Resource Pack for: “The Waste Land” by Alan Paton
Created by Dinah O’Meara
Context
The story was published in 1961 as part of Alan Paton’s collection “Tales from a Troubled Land.” Although no country is named in the text nor is there specific reference to race or to apartheid, the story explores the human cost of such a system.
Alan Paton (1903 – 1988), a white man who lived in South Africa, campaigned for black civil rights through the apartheid era (1948 – 1994), although he did not live to see the beginning of the removal of the apartheid laws in 1991. Apartheid , from the Afrikaans meaning ‘apartness’, was legally endorsed in South Africa, including enforced racial segregation. Inter-marriage and social interaction between races were strictly forbidden. This political ideology lead to a society where white people held most of the wealth and privileges and black people struggled with poverty and racism.
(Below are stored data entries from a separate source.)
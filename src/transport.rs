//! The HID transport the Modbus master runs on.
//!
//! Implement [`HidTransport`] for anything which can move one fixed size report each way.
//! Errors are reported through [`embedded_io`] so that time outs can be told apart from other
//! I/O failures via [`embedded_io::ErrorKind::TimedOut`].

use fugit::MillisDurationU32;

use crate::registers::Limits;

/// One HID report, without the report ID.
pub type Report = [u8; Limits::REPORT_SIZE];

/// A USB HID device handle carrying the charger's Modbus reports.
///
/// Only one exchange may be outstanding at a time. Callers which share a transport between
/// threads must lock around the whole chunked operation, not individual reports.
pub trait HidTransport: embedded_io::ErrorType {
    /// Acquire the device handle.
    fn open(&mut self) -> Result<(), Self::Error>;

    /// Release the device handle.
    fn close(&mut self) -> Result<(), Self::Error>;

    /// Send one report, blocking until it was accepted.
    fn write_report(&mut self, report: &Report) -> Result<(), Self::Error>;

    /// Receive one report.
    ///
    /// Returns the number of bytes received, `0` when `timeout` expired without data.
    fn read_report(
        &mut self,
        report: &mut Report,
        timeout: MillisDurationU32,
    ) -> Result<usize, Self::Error>;
}

impl<T: HidTransport + ?Sized> HidTransport for &mut T {
    fn open(&mut self) -> Result<(), Self::Error> {
        T::open(self)
    }

    fn close(&mut self) -> Result<(), Self::Error> {
        T::close(self)
    }

    fn write_report(&mut self, report: &Report) -> Result<(), Self::Error> {
        T::write_report(self, report)
    }

    fn read_report(
        &mut self,
        report: &mut Report,
        timeout: MillisDurationU32,
    ) -> Result<usize, Self::Error> {
        T::read_report(self, report, timeout)
    }
}
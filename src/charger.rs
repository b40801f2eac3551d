use log::{info, warn};

use crate::{
    chemistry::Chemistry,
    device::DeviceFamily,
    directory::{DIRECTORY_SIZE, MemoryDirectory},
    error::{DecodeError, Error, Result},
    info::{DeviceInfo, INFO_SIZE},
    master::{HidMaster, SessionConfig},
    memory::{PROGRAM_MEMORY_MAX, ProgramMemory, UseFlag},
    registers::{
        Channel, ControlRegister, Limits, ORDER_KEY, Operation, Order, RegisterKind, RegisterMap,
    },
    status::{CHANNEL_STATUS_SIZE, ChannelStatus},
    system::{SYSTEM_SIZE_MAX, SystemConfig},
    transport::HidTransport,
};

/// Program memories listed in directory order, paired with their memory ordinal.
pub type ProgramMemories =
    heapless::Vec<(u8, ProgramMemory), { Limits::DIRECTORY_ENTRIES_MAX }>;

/// You can create a Charger using any interface which implements [HidTransport].
///
/// Every method opens the device, runs its transactions and closes the device again, also when
/// a transaction fails. "read" fetches a block, "write" stores one and commits it with the
/// matching [`Order`].
pub struct Charger<T: HidTransport> {
    master: HidMaster<T>,
    family: DeviceFamily,
    map: RegisterMap,
    /// Filled by [`Self::read_info`], sizes later block reads.
    info: Option<DeviceInfo>,
}

impl<T: HidTransport> Charger<T> {
    /// Create a new Charger for a device of the given family.
    pub fn new(transport: T, family: DeviceFamily, config: SessionConfig) -> Self {
        Self {
            master: HidMaster::new(transport, config),
            family,
            map: RegisterMap::ICHARGER,
            info: None,
        }
    }

    pub fn family(&self) -> DeviceFamily {
        self.family
    }

    /// Identity read by the last [`Self::read_info`].
    pub fn info(&self) -> Option<&DeviceInfo> {
        self.info.as_ref()
    }

    /// Give back the transport.
    pub fn release(self) -> T {
        self.master.release()
    }

    /// Return the device identity.
    pub fn read_info(&mut self) -> Result<DeviceInfo, T::Error> {
        let mut bytes = [0u8; INFO_SIZE];
        {
            let mut session = self.master.session()?;
            session.read_registers(
                RegisterKind::Input,
                self.map.info,
                registers_for(INFO_SIZE),
                &mut bytes,
            )?;
        }
        let info = DeviceInfo::decode(&bytes)?;
        info!(
            "charger {} id {} firmware 0x{:04X}",
            info.serial(),
            info.device_id,
            info.software_version
        );
        self.info = Some(info);
        Ok(info)
    }

    /// Return the live status of one channel.
    pub fn read_channel_status(&mut self, channel: Channel) -> Result<ChannelStatus, T::Error> {
        let mut bytes = [0u8; CHANNEL_STATUS_SIZE];
        let mut session = self.master.session()?;
        session.read_registers(
            RegisterKind::Input,
            self.map.channel_status(channel),
            registers_for(CHANNEL_STATUS_SIZE),
            &mut bytes,
        )?;
        Ok(ChannelStatus::decode(&bytes)?)
    }

    /// Return the system settings.
    pub fn read_system(&mut self) -> Result<SystemConfig, T::Error> {
        let size = self
            .info
            .map_or(self.family.system_size(), |info| info.system_size(self.family))
            .min(SYSTEM_SIZE_MAX);
        let mut bytes = [0u8; SYSTEM_SIZE_MAX];
        let mut session = self.master.session()?;
        session.read_registers(
            RegisterKind::Holding,
            self.map.system,
            registers_for(size),
            &mut bytes,
        )?;
        Ok(SystemConfig::decode(&bytes[..size], self.family)?)
    }

    /// Store the system settings and commit them.
    pub fn write_system(&mut self, system: &SystemConfig) -> Result<(), T::Error> {
        if system.device_family() != self.family {
            return Err(DecodeError::FamilyMismatch.into());
        }
        let bytes = system.encode();
        let mut session = self.master.session()?;
        session.write_registers(self.map.system, registers_for(bytes.len()), &bytes)?;
        send_order(&mut *session, &self.map, Order::WriteSystem)?;
        info!("system settings written");
        Ok(())
    }

    /// Return the program memory directory.
    pub fn read_directory(&mut self) -> Result<MemoryDirectory, T::Error> {
        let mut session = self.master.session()?;
        read_directory(&mut *session, &self.map)
    }

    /// Return the program memory stored at `ordinal`.
    pub fn read_program_memory(&mut self, ordinal: u8) -> Result<ProgramMemory, T::Error> {
        let size = self.program_memory_size();
        let mut session = self.master.session()?;
        read_program_memory(&mut *session, &self.map, self.family, size, ordinal)
    }

    /// Return every program memory listed in the directory, in directory order.
    pub fn read_program_memories(&mut self) -> Result<ProgramMemories, T::Error> {
        let size = self.program_memory_size();
        let mut session = self.master.session()?;
        let directory = read_directory(&mut *session, &self.map)?;

        let mut memories = ProgramMemories::new();
        for ordinal in directory.entries() {
            let memory =
                read_program_memory(&mut *session, &self.map, self.family, size, *ordinal)?;
            // Both are bounded by DIRECTORY_ENTRIES_MAX.
            let pushed = memories.push((*ordinal, memory));
            debug_assert!(pushed.is_ok());
        }
        Ok(memories)
    }

    /// Store `memory` at `ordinal` as a custom program and commit it.
    ///
    /// Built-in ordinals are refused before the device is touched.
    pub fn write_program_memory(
        &mut self,
        ordinal: u8,
        memory: &ProgramMemory,
    ) -> Result<(), T::Error> {
        self.check_custom(ordinal)?;
        let mut session = self.master.session()?;
        write_program_memory(&mut *session, &self.map, self.family, ordinal, memory)?;
        info!("program memory {ordinal} written");
        Ok(())
    }

    /// List a new program memory for `chemistry` and return its ordinal.
    ///
    /// The entry is placed behind the last one of the same chemistry.
    pub fn add_directory_entry(&mut self, chemistry: Chemistry) -> Result<u8, T::Error> {
        let chemistry_ordinal = chemistry
            .ordinal(self.family)
            .ok_or(DecodeError::UnsupportedChemistry)?;

        let mut session = self.master.session()?;
        let mut directory = read_directory(&mut *session, &self.map)?;
        let ordinal = allocate(&mut directory, chemistry_ordinal, self.family)?;
        write_directory(&mut *session, &self.map, &directory)?;
        info!("directory entry {ordinal} added for {}", chemistry.name());
        Ok(ordinal)
    }

    /// Drop the directory entry of a custom program memory.
    pub fn remove_directory_entry(&mut self, ordinal: u8) -> Result<(), T::Error> {
        self.check_custom(ordinal)?;

        let mut session = self.master.session()?;
        let mut directory = read_directory(&mut *session, &self.map)?;
        if !directory.remove(ordinal) {
            warn!("program memory {ordinal} is not listed");
            return Err(Error::NotInDirectory(ordinal));
        }
        write_directory(&mut *session, &self.map, &directory)?;
        info!("directory entry {ordinal} removed");
        Ok(())
    }

    /// Store `memory` in a free custom slot and list it under its chemistry.
    ///
    /// Returns the ordinal used.
    ///
    /// The memory is committed before the directory, so a failed write leaves the directory as
    /// it was.
    pub fn add_program_memory(&mut self, memory: &ProgramMemory) -> Result<u8, T::Error> {
        let chemistry = memory.chemistry(self.family)?;
        let chemistry_ordinal = chemistry
            .ordinal(self.family)
            .ok_or(DecodeError::UnsupportedChemistry)?;

        let mut session = self.master.session()?;
        let mut directory = read_directory(&mut *session, &self.map)?;
        let ordinal = allocate(&mut directory, chemistry_ordinal, self.family)?;
        write_program_memory(&mut *session, &self.map, self.family, ordinal, memory)?;
        write_directory(&mut *session, &self.map, &directory)?;
        info!("program memory {ordinal} added for {}", chemistry.name());
        Ok(ordinal)
    }

    /// Duplicate the program memory at `ordinal` into a new slot, `suffix` appended to its name.
    ///
    /// An unnamed memory is named after its chemistry first. Returns the ordinal of the copy.
    pub fn copy_program_memory(&mut self, ordinal: u8, suffix: &str) -> Result<u8, T::Error> {
        let mut copy = self.read_program_memory(ordinal)?;
        if copy.name().trim_end().is_empty() {
            let chemistry = copy.chemistry(self.family)?;
            copy.set_name(chemistry.name())?;
        }
        copy.append_to_name(suffix)?;
        self.add_program_memory(&copy)
    }

    /// Execute a single order.
    pub fn trans_order(&mut self, order: Order) -> Result<(), T::Error> {
        let mut session = self.master.session()?;
        send_order(&mut *session, &self.map, order)
    }

    /// Run `operation` on `channel` using the program memory at `ordinal`.
    pub fn start_program(
        &mut self,
        operation: Operation,
        channel: Channel,
        ordinal: u8,
    ) -> Result<(), T::Error> {
        let [key_low, key_high] = ORDER_KEY.to_le_bytes();
        let block = [
            operation as u8,
            0,
            ordinal,
            0,
            channel as u8,
            0,
            key_low,
            key_high,
            Order::Run as u8,
            0,
        ];
        let mut session = self.master.session()?;
        session.write_registers(
            self.map.control(ControlRegister::SelectOperation),
            registers_for(block.len()),
            &block,
        )?;
        info!("{operation:?} started on channel {channel:?} with memory {ordinal}");
        Ok(())
    }

    /// Stop whatever runs on `channel`.
    pub fn stop_program(&mut self, channel: Channel) -> Result<(), T::Error> {
        let [key_low, key_high] = ORDER_KEY.to_le_bytes();
        let block = [channel as u8, 0, key_low, key_high, Order::Stop as u8, 0];
        let mut session = self.master.session()?;
        session.write_registers(
            self.map.control(ControlRegister::SelectChannel),
            registers_for(block.len()),
            &block,
        )?;
        info!("channel {channel:?} stopped");
        Ok(())
    }

    fn program_memory_size(&self) -> usize {
        self.info
            .map_or(self.family.program_memory_size(), |info| {
                info.program_memory_size(self.family)
            })
            .min(PROGRAM_MEMORY_MAX)
    }

    fn check_custom(&self, ordinal: u8) -> Result<(), T::Error> {
        let threshold = self.family.first_custom_slot();
        if ordinal < threshold {
            warn!("refusing to touch built-in program memory {ordinal}");
            return Err(Error::BuiltInSlot { ordinal, threshold });
        }
        Ok(())
    }
}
You will have heard of Nelson Mandela, who served 27 years in jail for opposing apartheid and who was elected the first black South African president in 1994.
Paton came from a family of writers and he developed a strong interest in politics. He taught at a school to ‘reform’ young black men. His 1948 novel ‘Cry, The Beloved Country’ is a classic text. It has been said that Paton was “the man who pulled up the barbed wire fence and planted geraniums” in South Africa.